Quem tem competência para declarar a greve? O recurso à greve é decidido pelas associações sindicais. No entanto, as assembleias de trabalhadores também podem decidir o recurso à greve, por voto secreto, desde que na respectiva empresa a maioria dos trabalhadores não esteja representada por associações sindicais e que a assembleia seja expressamente convocada para o efeito por 20% ou 200 trabalhadores. Estas assembleias deliberam validamente desde que participe na votação a maioria dos trabalhadores da empresa e que a declaração de greve seja aprovada pela maioria dos votantes.
Quem representa os trabalhadores numa situação de greve? Os trabalhadores em greve serão representados pela associação ou associações sindicais que decidiram o recurso à greve, ou por uma comissão eleita para o efeito, no caso de serem as assembleias de trabalhadores a decidir a mesma.
Quem pode organizar piquetes de greve? A associação sindical ou a comissão de greve pode organizar piquetes para desenvolverem actividades tendentes a persuadir os trabalhadores a aderirem à greve, por meios pacíficos, sem prejuízo do reconhecimento da liberdade de trabalho dos não aderentes.

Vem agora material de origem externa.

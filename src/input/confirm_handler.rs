//! Confirmation handler for yes/no questions
//!
//! Pushed onto the handler stack while a question is on screen; the next
//! key answers it. `y` or `Y` accepts, anything else declines.

use super::{HandlerAction, KeyHandler};
use crate::state::State;
use crate::Result;
use log::debug;
use std::time::Instant;

/// Callback invoked with the answer
type OnAnswerFn = Box<dyn FnOnce(bool, &mut State, Instant) -> Result<()> + Send>;

/// Handler that waits for a single y/n key
pub struct ConfirmHandler {
    on_answer: Option<OnAnswerFn>,
}

impl ConfirmHandler {
    /// Create a confirm handler; the callback runs once with the answer
    pub fn new(on_answer: OnAnswerFn) -> Self {
        Self {
            on_answer: Some(on_answer),
        }
    }
}

impl KeyHandler for ConfirmHandler {
    fn process(&mut self, key: &[u8], state: &mut State, now: Instant) -> Result<HandlerAction> {
        let accepted = matches!(key, b"y" | b"Y");
        debug!("ConfirmHandler: answered {}", if accepted { "yes" } else { "no" });

        if let Some(callback) = self.on_answer.take() {
            callback(accepted, state, now)?;
        }

        Ok(HandlerAction::Remove)
    }
}
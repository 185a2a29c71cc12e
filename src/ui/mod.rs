//! Transient overlays drawn over the lesson page

pub mod render;

pub use render::{render_screen, Frame, PageView};

use log::debug;

/// Identifies an overlay so timers can close the right one
#[derive(Debug, Clone, Copy, PartialEq, Eq, Hash)]
pub struct OverlayId(pub u64);

/// What an overlay shows
#[derive(Debug, Clone, PartialEq, Eq)]
pub enum OverlayKind {
    /// Pronounced text with the "Listen and repeat!" caption
    Pronunciation(String),
    /// End-of-lesson celebration
    Celebration,
    /// Brief full-width flash after learning a word
    SuccessFlash,
    /// Message that stays until its timer runs out
    Alert(String),
    /// Question waiting for a y/n answer
    Prompt(String),
}

/// Overlays either show normally or play their exit before removal
#[derive(Debug, Clone, Copy, PartialEq, Eq)]
pub enum Phase {
    Visible,
    Closing,
}

#[derive(Debug, Clone, PartialEq, Eq)]
pub struct Overlay {
    pub id: OverlayId,
    pub kind: OverlayKind,
    pub phase: Phase,
}

/// Overlays currently on screen, oldest first
#[derive(Debug, Default)]
pub struct Overlays {
    items: Vec<Overlay>,
    next_id: u64,
}

impl Overlays {
    pub fn new() -> Self {
        Self::default()
    }

    /// Show a new overlay and return its id
    ///
    /// Only one pronunciation popup exists at a time; a new one replaces it.
    pub fn show(&mut self, kind: OverlayKind) -> OverlayId {
        if matches!(kind, OverlayKind::Pronunciation(_)) {
            self.items
                .retain(|o| !matches!(o.kind, OverlayKind::Pronunciation(_)));
        }

        self.next_id += 1;
        let id = OverlayId(self.next_id);
        debug!("Showing overlay {:?}: {:?}", id, kind);
        self.items.push(Overlay {
            id,
            kind,
            phase: Phase::Visible,
        });
        id
    }

    /// Start an overlay's exit; returns false if it is already gone
    pub fn close(&mut self, id: OverlayId) -> bool {
        match self.items.iter_mut().find(|o| o.id == id) {
            Some(overlay) => {
                overlay.phase = Phase::Closing;
                true
            }
            None => false,
        }
    }

    /// Remove an overlay; returns false if it is already gone
    pub fn remove(&mut self, id: OverlayId) -> bool {
        let before = self.items.len();
        self.items.retain(|o| o.id != id);
        self.items.len() != before
    }

    pub fn get(&self, id: OverlayId) -> Option<&Overlay> {
        self.items.iter().find(|o| o.id == id)
    }

    pub fn iter(&self) -> impl Iterator<Item = &Overlay> {
        self.items.iter()
    }

    pub fn len(&self) -> usize {
        self.items.len()
    }

    pub fn is_empty(&self) -> bool {
        self.items.is_empty()
    }
}

#[cfg(test)]
mod tests {
    use super::*;

    #[test]
    fn test_pronunciation_popup_replaces_previous() {
        let mut overlays = Overlays::new();
        let first = overlays.show(OverlayKind::Pronunciation("cat".into()));
        let alert = overlays.show(OverlayKind::Alert("hi".into()));
        let second = overlays.show(OverlayKind::Pronunciation("dog".into()));

        assert_eq!(overlays.len(), 2);
        assert!(overlays.get(first).is_none());
        assert!(overlays.get(alert).is_some());
        assert_eq!(
            overlays.get(second).map(|o| &o.kind),
            Some(&OverlayKind::Pronunciation("dog".into()))
        );
    }

    #[test]
    fn test_close_then_remove() {
        let mut overlays = Overlays::new();
        let id = overlays.show(OverlayKind::Celebration);
        assert!(overlays.close(id));
        assert_eq!(overlays.get(id).map(|o| o.phase), Some(Phase::Closing));
        assert!(overlays.remove(id));
        assert!(!overlays.remove(id));
        assert!(!overlays.close(id));
        assert!(overlays.is_empty());
    }
}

Devem as entidades respeitar algum prazo para decidir o recurso à greve? As entidades com legitimidade para decidirem o recurso à greve devem dirigir ao empregador ou à associação de empregadores, e ao ministério responsável pela área laboral, por meios idóneos, nomeadamente por escrito ou através dos meios de comunicação social, um aviso prévio com o prazo mínimo de 5 dias úteis. No caso de empresas ou de estabelecimentos que se destinam à satisfação de necessidades sociais impreteríveis, o prazo de aviso prévio é de 10 dias úteis. O aviso prévio deve conter uma proposta de definição dos serviços necessários à segurança e manutenção do equipamento e instalações, bem como, sempre que a greve se realize em empresa ou estabelecimento que se destine à satisfação de necessidades sociais impreteríveis, uma proposta de serviços mínimos.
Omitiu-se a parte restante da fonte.